Leon Guerrero beats Ada’s record of returning taxes to Guamanians


The majority of excess tax revenues since 2022 have been applied by the governor of Guam to provide every power rate payer on the island a $100 per month discount on power bills since July 2022.

That means Governor Lou Leon Guerrero and those senators in the legislature who supported her efforts, have rebated to taxpayers $2,100 since the program began.

That means no governor has rebated more money to taxpayers than Lou Leon Guerrero has.

Thanks in part to an increase in taxes, then unprecedented inflows of federal cash into the government of Guam stemming from the pandemic, then from Michael San Nicolas’ congressional victories reimbursing Guam for more than $100 million annually in earned income credit and Medicaid cost share, Ms. Leon Guerrero has operated a government in surplus for nearly the entirety of her tenure. The credit ratings agencies also credit this rare era in surplus GovGuam financials to her management.

In fact, surplus budget years are rare in Guam’s government. Prior to Ms. Leon Guerrero, Eddie Calvo achieved a budget surplus in Fiscal Year 2014, but that did not last long due primarily to the Bush tax cuts that changed the federal tax code Guam mirrors for income taxes. Before Mr. Calvo’s achievement, the last budget surplus was in Fiscal Year 1990 during the administration of Joseph Ada.

According to Public Law 20-220, introduced by then-Senator Carl Gutierrez at the request of Mr. Ada, that year Guam posted a $100 million surplus, or greater than a quarter of General Fund revenues at the time. That public law is what authorized something that had never been done prior: a $1,000 tax rebate to every person who paid taxes for tax year 1989, and $2,000 to a household, where there was a joint filing.

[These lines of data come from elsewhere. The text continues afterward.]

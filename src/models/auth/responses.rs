use crate::models::users::entities::User;
use serde::Serialize;
use ts_rs::TS;

// 用户响应模型
#[derive(Debug, Serialize, TS)]
#[ts(export, export_to = "../frontend/src/types/generated/auth.ts")]
pub struct LoginResponse {
    pub access_token: String,
    pub expires_in: i64,
    pub user: User,
    pub created_at: chrono::DateTime<chrono::Utc>,
}

#[derive(Debug, Serialize, TS)]
#[ts(export, export_to = "../frontend/src/types/generated/auth.ts")]
pub struct RefreshTokenResponse {
    pub access_token: String,
    pub expires_in: i64,
}

#[derive(Debug, Serialize, TS)]
#[ts(export, export_to = "../frontend/src/types/generated/auth.ts")]
pub struct UserInfoResponse {
    pub user: User,
}

#[derive(Debug, Serialize, TS)]
#[ts(export, export_to = "../frontend/src/types/generated/auth.ts")]
pub struct TokenVerificationResponse {
    pub is_valid: bool,
}
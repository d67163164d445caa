use actix_web::{HttpRequest, HttpResponse, Result as ActixResult};

use super::UserService;
use crate::models::{
    ApiResponse, ErrorCode,
    users::{requests::UpdateUserRequest, responses::UserResponse},
};
use crate::utils::password::hash_password;
use crate::utils::validate::{validate_email, validate_password_simple};

pub async fn update_user(
    service: &UserService,
    user_id: i64,
    mut update_data: UpdateUserRequest,
    request: &HttpRequest,
) -> ActixResult<HttpResponse> {
    let storage = service.get_storage(request);

    if let Some(ref email) = update_data.email {
        let email = email.trim().to_lowercase();
        if let Err(msg) = validate_email(&email) {
            return Ok(HttpResponse::BadRequest()
                .json(ApiResponse::error_empty(ErrorCode::UserEmailInvalid, msg)));
        }
        match storage.get_user_by_email(&email).await {
            Ok(Some(existing)) if existing.id != user_id => {
                return Ok(HttpResponse::Conflict().json(ApiResponse::error_empty(
                    ErrorCode::UserEmailAlreadyExists,
                    "Email already exists",
                )));
            }
            Ok(_) => {}
            Err(e) => {
                return Ok(
                    HttpResponse::InternalServerError().json(ApiResponse::error_empty(
                        ErrorCode::InternalServerError,
                        format!("Failed to check email: {e}"),
                    )),
                );
            }
        }
        update_data.email = Some(email);
    }

    if let Some(password) = update_data.password {
        if let Err(msg) = validate_password_simple(&password) {
            return Ok(HttpResponse::BadRequest()
                .json(ApiResponse::error_empty(ErrorCode::UserPasswordInvalid, msg)));
        }
        match hash_password(&password) {
            Ok(hash) => update_data.password = Some(hash),
            Err(e) => {
                return Ok(
                    HttpResponse::InternalServerError().json(ApiResponse::error_empty(
                        ErrorCode::InternalServerError,
                        format!("Password hashing failed: {e}"),
                    )),
                );
            }
        }
    }

    match storage.update_user(user_id, update_data).await {
        Ok(Some(user)) => Ok(HttpResponse::Ok().json(ApiResponse::success(
            UserResponse { user },
            "User information updated successfully",
        ))),
        Ok(None) => Ok(HttpResponse::NotFound().json(ApiResponse::error_empty(
            ErrorCode::UserNotFound,
            "User not found",
        ))),
        Err(e) => Ok(HttpResponse::BadRequest().json(ApiResponse::error_empty(
            ErrorCode::UserUpdateFailed,
            format!("Failed to update user information: {e}"),
        ))),
    }
}
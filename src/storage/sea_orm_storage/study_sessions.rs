use super::SeaOrmStorage;
use crate::entity::study_sessions::{ActiveModel, Column, Entity as StudySessions};
use crate::errors::{LangLearnError, Result};
use crate::models::{
    PaginationInfo,
    study_sessions::{
        entities::StudySession, requests::StartStudySessionRequest,
        responses::StudySessionListResponse,
    },
};
use chrono::{DateTime, Utc};
use sea_orm::{
    ActiveModelTrait, ColumnTrait, EntityTrait, PaginatorTrait, QueryFilter, QueryOrder, Set,
};

impl SeaOrmStorage {
    pub async fn start_study_session_impl(
        &self,
        user_id: i64,
        req: StartStudySessionRequest,
    ) -> Result<StudySession> {
        let model = ActiveModel {
            user_id: Set(user_id),
            course_id: Set(req.course_id),
            language_id: Set(req.language_id),
            started_at: Set(Utc::now().timestamp()),
            ended_at: Set(None),
            duration_seconds: Set(None),
            notes: Set(req.notes),
            ..Default::default()
        };

        let result = model
            .insert(&self.db)
            .await
            .map_err(|e| LangLearnError::database_operation(format!("开始学习记录失败: {e}")))?;

        Ok(result.into_study_session())
    }

    pub async fn get_study_session_by_id_impl(&self, id: i64) -> Result<Option<StudySession>> {
        let result = StudySessions::find_by_id(id)
            .one(&self.db)
            .await
            .map_err(|e| LangLearnError::database_operation(format!("查询学习记录失败: {e}")))?;

        Ok(result.map(|m| m.into_study_session()))
    }

    /// 用户当前未结束的学习记录
    pub async fn get_open_study_session_impl(&self, user_id: i64) -> Result<Option<StudySession>> {
        let result = StudySessions::find()
            .filter(Column::UserId.eq(user_id))
            .filter(Column::EndedAt.is_null())
            .order_by_desc(Column::StartedAt)
            .one(&self.db)
            .await
            .map_err(|e| LangLearnError::database_operation(format!("查询学习记录失败: {e}")))?;

        Ok(result.map(|m| m.into_study_session()))
    }

    /// 结束学习记录，时长按开始与结束时间计算
    pub async fn end_study_session_impl(
        &self,
        id: i64,
        ended_at: DateTime<Utc>,
        notes: Option<String>,
    ) -> Result<Option<StudySession>> {
        let existing = StudySessions::find_by_id(id)
            .one(&self.db)
            .await
            .map_err(|e| LangLearnError::database_operation(format!("查询学习记录失败: {e}")))?;

        let Some(existing) = existing else {
            return Ok(None);
        };

        let ended = ended_at.timestamp();
        let duration = (ended - existing.started_at).max(0);

        let mut model: ActiveModel = existing.into();
        model.ended_at = Set(Some(ended));
        model.duration_seconds = Set(Some(duration));
        if let Some(notes) = notes {
            model.notes = Set(Some(notes));
        }

        let result = model
            .update(&self.db)
            .await
            .map_err(|e| LangLearnError::database_operation(format!("结束学习记录失败: {e}")))?;

        Ok(Some(result.into_study_session()))
    }

    pub async fn list_study_sessions_impl(
        &self,
        user_id: i64,
        page: u64,
        size: u64,
    ) -> Result<StudySessionListResponse> {
        let page = page.max(1);
        let size = size.clamp(1, 100);

        let paginator = StudySessions::find()
            .filter(Column::UserId.eq(user_id))
            .order_by_desc(Column::StartedAt)
            .paginate(&self.db, size);

        let total = paginator
            .num_items()
            .await
            .map_err(|e| LangLearnError::database_operation(format!("查询学习记录总数失败: {e}")))?;
        let pages = paginator
            .num_pages()
            .await
            .map_err(|e| LangLearnError::database_operation(format!("查询学习记录页数失败: {e}")))?;
        let sessions = paginator
            .fetch_page(page - 1)
            .await
            .map_err(|e| LangLearnError::database_operation(format!("查询学习记录失败: {e}")))?;

        Ok(StudySessionListResponse {
            items: sessions
                .into_iter()
                .map(|m| m.into_study_session())
                .collect(),
            pagination: PaginationInfo::new(page, size, total, pages),
        })
    }

    pub async fn list_completed_study_sessions_since_impl(
        &self,
        user_id: i64,
        since: DateTime<Utc>,
    ) -> Result<Vec<StudySession>> {
        let result = StudySessions::find()
            .filter(Column::UserId.eq(user_id))
            .filter(Column::StartedAt.gte(since.timestamp()))
            .filter(Column::EndedAt.is_not_null())
            .order_by_asc(Column::StartedAt)
            .all(&self.db)
            .await
            .map_err(|e| LangLearnError::database_operation(format!("查询学习记录失败: {e}")))?;

        Ok(result.into_iter().map(|m| m.into_study_session()).collect())
    }
}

With the last payment $100 on every Guam Power Authority residential customer’s account being made for last month’s bill (bringing the total rebate of public funds to households to $2,100), the rebates from taxes to households under Ms. Leon Guerrero has now exceeded the Ada tax rebates of 1990. And unlike the Ada rebates, the majority of the rebates under Ms. Leon Guerrero were done after reelection.

There was virtually no unemployment and 31,373 households in 1990, according to the census that year. Even if every household received a $2,000 tax rebate that year, the total would have been $62.7 million, though the payout actually was much lower than that.

Ms. Leon Guerrero’s GPA discount program that rebated tax dollars into customer account debits provided $100 discounts every month for the past 21 months to 45,471 households, according to 2022 data from Guam Power Authority. That means she has overseen the rebate of $95.5 million in excess government revenues directly to the households of Guam.

Audited financials of the government of Guam confirm both the conservative projections and accuracy of the Department of Administration and Bureau of Budget and Management Research’s quarterly tracking of revenues that have guided how senators have allowed the administration to use money. The latest tracking model shows that as of March this year, GovGuam is on track to collect $69 million more than originally budgeted.

And it is this new surplus senators have used to pledge the last two extensions to the GPA discount, and are on track to extend for a third time this fiscal year. If that happens, then Ms. Leon Guerrero’s record of rebating the people’s money will increase to $2,400 per household.